I may have mentioned a few times that my favorite movie of all time is Indiscreet starring Ingrid Bergman and Cary Grant. In 198-I-can't remember-that-far-back-exactly, I bought The Dress at Loehmann's Back Room because It reminded me of this ensemble from the movie (and because it was an unbelievable $25!):

In reality The Dress looks nothing like a Dior. But It is a classic Little Black Dress: princess-seamed, knee-length with a keyhole back and made from a heavy black brocade. The matching coat is the same fabric in white with a simple black jet button closure. When I bought It I had absolutely nowhere to wear It. I still don't. I wore It once for about an hour to a family Christmas party until I dripped cocktail sauce on the coat. I ran screaming for the stain remover and my predictable and oh-so-washable reindeer sweater.

Over the years The Dress has hung in my closet as a talisman of possibilities, a tribute to romance, and a wink at my inner-Ingrid. When size 11/12 was a long ago memory, It went in the Goodwill pile during every closet reorganization, only to be snatched back at the last minute. When I was in the midst of crazy quilting obsession, It went into the cut-it-up pile, but I could never bring myself to do it. And there It remained, unworn but well-loved.
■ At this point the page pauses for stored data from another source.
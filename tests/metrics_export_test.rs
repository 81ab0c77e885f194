//! Rotation behavior of the metrics exporter against real directories.

use std::collections::BTreeMap;
use std::sync::Arc;

use proptest::prelude::*;
use tracklet::{LocalStorage, MetricFormat, MetricsExporter, Storage};

fn row(i: u64) -> BTreeMap<String, serde_json::Value> {
    [("i".to_string(), serde_json::Value::from(i))].into_iter().collect()
}

#[test]
fn test_default_capacity_rotates_after_ten_thousand_rows() {
    let dir = tempfile::tempdir().unwrap();
    let mut exporter = MetricsExporter::new(
        Arc::new(LocalStorage),
        dir.path().to_string_lossy().into_owned(),
    );

    for i in 0..10_001u64 {
        exporter.record(row(i), "", Some(MetricFormat::Jsonl)).unwrap();
    }
    exporter.flush().unwrap();

    let names = LocalStorage.list(&dir.path().to_string_lossy()).unwrap();
    assert_eq!(names, vec!["metrics-0000.jsonl", "metrics-0001.jsonl"]);

    let first = std::fs::read_to_string(dir.path().join("metrics-0000.jsonl")).unwrap();
    assert_eq!(first.lines().count(), 10_000);
    let second = std::fs::read_to_string(dir.path().join("metrics-0001.jsonl")).unwrap();
    assert_eq!(second.lines().count(), 1);
}

#[test]
fn test_series_are_independent() {
    let dir = tempfile::tempdir().unwrap();
    let mut exporter = MetricsExporter::new(
        Arc::new(LocalStorage),
        dir.path().to_string_lossy().into_owned(),
    )
    .with_capacity(2);

    exporter.record(row(0), "train", Some(MetricFormat::Jsonl)).unwrap();
    exporter.record(row(1), "eval", Some(MetricFormat::Csv)).unwrap();
    exporter.record(row(2), "train", Some(MetricFormat::Jsonl)).unwrap();
    // Third train row rotates train only; eval keeps buffering.
    exporter.record(row(3), "train", Some(MetricFormat::Jsonl)).unwrap();

    let names = LocalStorage.list(&dir.path().to_string_lossy()).unwrap();
    assert_eq!(names, vec!["metrics-0000-train.jsonl"]);

    exporter.flush().unwrap();
    let names = LocalStorage.list(&dir.path().to_string_lossy()).unwrap();
    assert_eq!(
        names,
        vec![
            "metrics-0000-train.jsonl",
            "metrics-0001-eval.csv",
            "metrics-0002-train.jsonl",
        ]
    );
}

proptest! {
    #![proptest_config(ProptestConfig::with_cases(64))]

    /// After recording `n` rows with capacity `c` and a final flush, the
    /// directory holds exactly `ceil(n / c)` files, each at most `c` rows,
    /// with gapless sequence numbers, and the row counts sum to `n`.
    #[test]
    fn prop_rotation_counts(n in 0usize..120, c in 1usize..16) {
        let dir = tempfile::tempdir().unwrap();
        let mut exporter = MetricsExporter::new(
            Arc::new(LocalStorage),
            dir.path().to_string_lossy().into_owned(),
        )
        .with_capacity(c);

        for i in 0..n {
            exporter.record(row(i as u64), "", Some(MetricFormat::Jsonl)).unwrap();
        }
        exporter.flush().unwrap();

        let names = LocalStorage.list(&dir.path().to_string_lossy()).unwrap();
        prop_assert_eq!(names.len(), n.div_ceil(c));

        let mut total = 0;
        for (seq, name) in names.iter().enumerate() {
            let expected = format!("metrics-{seq:04}.jsonl");
            prop_assert_eq!(name.as_str(), expected.as_str());
            let rows = std::fs::read_to_string(dir.path().join(name))
                .unwrap()
                .lines()
                .count();
            prop_assert!(rows <= c);
            total += rows;
        }
        prop_assert_eq!(total, n);
    }
}
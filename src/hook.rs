//! Lifecycle hooks: observer fan-out for tracker events
//!
//! Observers implement [`Hook`] with no-op defaults and receive the tracker
//! through the [`Track`] interface, so they can `inform` or meter against it
//! before a flush hits storage. A [`HookSet`] fans each event out to every
//! registered observer in registration order; the dispatcher itself does not
//! contain observer panics.

use std::sync::Arc;

use crate::tracker::Track;

/// Observer of tracker lifecycle events. All methods default to no-ops.
#[allow(unused_variables)]
pub trait Hook: Send + Sync {
    /// A tracker built its fresh record and is about to persist it.
    fn on_tracker_start(&self, tracker: &mut dyn Track) {}

    /// A tracker is about to write its record; mutations made here are
    /// included in the write.
    fn on_tracker_flush(&self, tracker: &mut dyn Track) {}

    /// A tracker reached a terminal state.
    fn on_tracker_finish(&self, tracker: &mut dyn Track) {}

    /// A secondary (infused) tracker was activated inside a trial.
    fn on_tracker_infused(&self, tracker: &mut dyn Track) {}
}

/// Hook that ignores every event.
#[derive(Debug, Default, Clone, Copy)]
pub struct NoopHook;

impl Hook for NoopHook {}

/// Fans each event out to every registered hook, in registration order.
pub struct HookSet {
    hooks: Vec<Arc<dyn Hook>>,
}

impl HookSet {
    /// Create a fan-out over the given hooks.
    #[must_use]
    pub fn new(hooks: Vec<Arc<dyn Hook>>) -> Self {
        Self { hooks }
    }
}

impl Hook for HookSet {
    fn on_tracker_start(&self, tracker: &mut dyn Track) {
        for h in &self.hooks {
            h.on_tracker_start(tracker);
        }
    }

    fn on_tracker_flush(&self, tracker: &mut dyn Track) {
        for h in &self.hooks {
            h.on_tracker_flush(tracker);
        }
    }

    fn on_tracker_finish(&self, tracker: &mut dyn Track) {
        for h in &self.hooks {
            h.on_tracker_finish(tracker);
        }
    }

    fn on_tracker_infused(&self, tracker: &mut dyn Track) {
        for h in &self.hooks {
            h.on_tracker_infused(tracker);
        }
    }
}

/// Normalize zero, one, or many hooks into one dispatcher-shaped value.
#[must_use]
pub fn coerce_to_hook(mut hooks: Vec<Arc<dyn Hook>>) -> Arc<dyn Hook> {
    match hooks.len() {
        0 => Arc::new(NoopHook),
        1 => hooks.remove(0),
        _ => Arc::new(HookSet::new(hooks)),
    }
}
The suspense was killing me, I had to try It on last night. I wouldn't necessarily say It fit, but It did zip. I didn't try to sit down and wearing It outside the house would require serious scary-undergarment intervention. But. The glimmer of all manner of unseen possibilities re-emerged.

In actuality, I may never wear The Dress. But those glimmers make me unbelievably happy. What possibilities have been turning up in your life lately?